* DIRECTIONS *
Give again only those lines from the start of the entries through the line holding "const SEE_ALSO: &str", leaving them as they are.

▽

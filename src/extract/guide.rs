//! Topical Guide and Triple Combination index pages.
//!
//! A guide page is one topic. Its entries are short prose phrases followed
//! by scripture citations, and a "See also" clause links related topics.

use std::collections::BTreeMap;

use scraper::Html;
use tracing::debug;

use crate::error::{CitationError, ExtractError, ExtractResult};
use crate::model::{GuidePrefix, NodeKey, Reference, ScriptureGraph, Topic};

use super::{
    PageExtractor, SEL_ENTRY, SEL_GUIDE_TITLE, SEL_SEE_ALSO, SEL_TITLE, element_text, has_class,
};

const SEE_ALSO: &str = "See also";

/// Labels the document `<title>` may carry before the topic title.
const TITLE_LABELS: &[&str] = &["Index to the Triple Combination", "Topical Guide", "Index"];

/// Records extracted from one guide page.
#[derive(Debug)]
pub struct GuidePage {
    pub topic: Topic,
    pub references: Vec<Reference>,
}

impl GuidePage {
    pub fn into_records(self) -> ScriptureGraph {
        let mut records = ScriptureGraph::new();
        records.insert_topic(self.topic);
        records.references = self.references;
        records
    }
}

impl PageExtractor {
    /// Extract a guide page filed under `prefix`.
    pub fn extract_guide(
        &self,
        page: &str,
        document: &Html,
        prefix: GuidePrefix,
    ) -> ExtractResult<GuidePage> {
        let title = read_title(document).ok_or_else(|| ExtractError::MissingTitle {
            page: page.to_string(),
        })?;
        let topic = Topic::new(prefix, title);
        let source = topic.key();

        let mut targets = Vec::new();
        for entry in document.select(&SEL_ENTRY) {
            let text = element_text(entry);
            if text.is_empty() {
                continue;
            }
            let found = self.parser().parse_scripture(&text);
            if found.is_empty() {
                if self.tables().is_ignored(&text) {
                    debug!(page, text, "guide entry ignored");
                    continue;
                }
                return Err(ExtractError::Citation {
                    page: page.to_string(),
                    source: CitationError::Syntax { text },
                });
            }
            targets.extend(found);
        }

        for el in document.select(&SEL_SEE_ALSO) {
            let text = element_text(el);
            if !has_class(el, "seeAlso") && !text.starts_with(SEE_ALSO) {
                continue;
            }
            targets.extend(see_also_targets(&text, prefix));
        }

        let mut seen = BTreeMap::new();
        let mut references = Vec::new();
        for target in targets {
            if target == source {
                return Err(ExtractError::SelfReference {
                    key: source.to_string(),
                    text: page.to_string(),
                });
            }
            if seen.insert(target.clone(), ()).is_none() {
                references.push(Reference::new(source.clone(), target));
            }
        }
        debug!(page, topic = %source, references = references.len(), "guide page");

        Ok(GuidePage { topic, references })
    }
}

/// Topic title from `.title`, `<h1>`, or the document `<title>` with its
/// guide label removed.
fn read_title(document: &Html) -> Option<String> {
    if let Some(el) = document.select(&SEL_GUIDE_TITLE).next() {
        let text = element_text(el);
        if !text.is_empty() {
            return Some(text);
        }
    }
    let mut title = element_text(document.select(&SEL_TITLE).next()?);
    for label in TITLE_LABELS {
        if let Some(rest) = title.strip_prefix(label) {
            title = rest
                .trim_start_matches([':', '|', '-', '—', ' '])
                .to_string();
            break;
        }
    }
    (!title.is_empty()).then_some(title)
}

/// Topic targets of a "See also" clause. Items inherit the page's guide
/// prefix unless they name their own; Bible Dictionary items have no node.
fn see_also_targets(text: &str, prefix: GuidePrefix) -> Vec<NodeKey> {
    let body = text.strip_prefix(SEE_ALSO).unwrap_or(text);
    let mut current = prefix;
    let mut out = Vec::new();
    for item in body.split(';') {
        let item = item.trim().trim_end_matches(['.', ',']).trim();
        if item.is_empty() {
            continue;
        }
        let title = match item.split_once(' ') {
            Some(("BD", _)) => continue,
            Some((code, rest)) => match GuidePrefix::from_code(code) {
                Some(named) => {
                    current = named;
                    rest.trim()
                }
                None => item,
            },
            None => item,
        };
        out.push(NodeKey::topic(current, title));
    }
    out
}

#[cfg(test)]
mod tests {
    use super::*;
    use crate::citation::ReferenceParser;
    use crate::extract::parse_page;

    fn extractor() -> PageExtractor {
        PageExtractor::new(ReferenceParser::bundled().unwrap())
    }

    fn targets(page: &GuidePage) -> Vec<&str> {
        page.references.iter().map(|r| r.target.as_str()).collect()
    }

    const FAITH: &str = r#"
    <html><head><title>Topical Guide | Faith</title></head><body>
      <h1 class="title">Faith</h1>
      <p class="entry">faith is the substance of things hoped for, Heb. 11:1 (1-6).</p>
      <p class="entry">by faith ye are saved, Eph. 2:8; Moro. 7:33.</p>
      <p class="seeAlso">See also Belief; Hope; BD Faith; ITC Faith in Christ</p>
    </body></html>"#;

    #[test]
    fn reads_topic_entries_and_see_also() {
        let page = extractor()
            .extract_guide("tg_faith.xhtml", &parse_page(FAITH), GuidePrefix::Tg)
            .unwrap();
        assert_eq!(page.topic.key().as_str(), "TG Faith");
        assert_eq!(
            targets(&page),
            vec![
                "Heb. 11:1",
                "Eph. 2:8",
                "Moro. 7:33",
                "TG Belief",
                "TG Hope",
                "ITC Faith in Christ",
            ]
        );
        assert!(page.references.iter().all(|r| r.source.as_str() == "TG Faith"));
    }

    #[test]
    fn title_falls_back_to_document_title() {
        let html = parse_page(
            r#"<html><head><title>Index to the Triple Combination: Zion</title></head><body>
               <p class="entry">city of holiness, Moses 7:18.</p></body></html>"#,
        );
        let page = extractor()
            .extract_guide("triple-index_zion.xhtml", &html, GuidePrefix::Itc)
            .unwrap();
        assert_eq!(page.topic.key().as_str(), "ITC Zion");
        assert_eq!(targets(&page), vec!["Moses 7:18"]);
    }

    #[test]
    fn see_also_paragraph_without_class() {
        let html = parse_page(
            r#"<html><head><title>Hope</title></head><body><h1>Hope</h1>
               <p>See also Faith.</p><p>Some unrelated prose.</p></body></html>"#,
        );
        let page = extractor()
            .extract_guide("tg_hope.xhtml", &html, GuidePrefix::Tg)
            .unwrap();
        assert_eq!(targets(&page), vec!["TG Faith"]);
    }

    #[test]
    fn entry_without_citation_is_an_error() {
        let html = parse_page(
            r#"<html><body><h1>Hope</h1><p class="entry">a bright hope</p></body></html>"#,
        );
        let err = extractor()
            .extract_guide("tg_hope.xhtml", &html, GuidePrefix::Tg)
            .unwrap_err();
        assert!(matches!(
            err,
            ExtractError::Citation { source: CitationError::Syntax { .. }, .. }
        ));
    }

    #[test]
    fn self_reference_is_an_error() {
        let html = parse_page(
            r#"<html><body><h1>Hope</h1><p class="seeAlso">See also Hope</p></body></html>"#,
        );
        let err = extractor()
            .extract_guide("tg_hope.xhtml", &html, GuidePrefix::Tg)
            .unwrap_err();
        assert!(matches!(err, ExtractError::SelfReference { .. }));
    }

    #[test]
    fn missing_title_is_an_error() {
        let html = parse_page("<html><body><p class=\"entry\">Gen. 1:1</p></body></html>");
        let err = extractor()
            .extract_guide("tg_blank.xhtml", &html, GuidePrefix::Tg)
            .unwrap_err();
        assert!(matches!(err, ExtractError::MissingTitle { .. }));
    }

    #[test]
    fn see_also_prefixes_carry_forward() {
        let keys = see_also_targets("See also TG Light; Truth; ITC Light of Christ.", GuidePrefix::Itc);
        let keys: Vec<&str> = keys.iter().map(NodeKey::as_str).collect();
        assert_eq!(keys, vec!["TG Light", "TG Truth", "ITC Light of Christ"]);
    }
}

△

* PROBLEM SOLUTION *
filename src/extract/guide.rs
//! Topical Guide and Triple Combination index pages.
//!
//! A guide page is one topic. Its entries are short prose phrases followed
//! by scripture citations, and a "See also" clause links related topics.

use std::collections::BTreeMap;

use scraper::Html;
use tracing::debug;

use crate::error::{CitationError, ExtractError, ExtractResult};
use crate::model::{GuidePrefix, NodeKey, Reference, ScriptureGraph, Topic};

use super::{
    PageExtractor, SEL_ENTRY, SEL_GUIDE_TITLE, SEL_SEE_ALSO, SEL_TITLE, element_text, has_class,
};

const SEE_ALSO: &str = "See also";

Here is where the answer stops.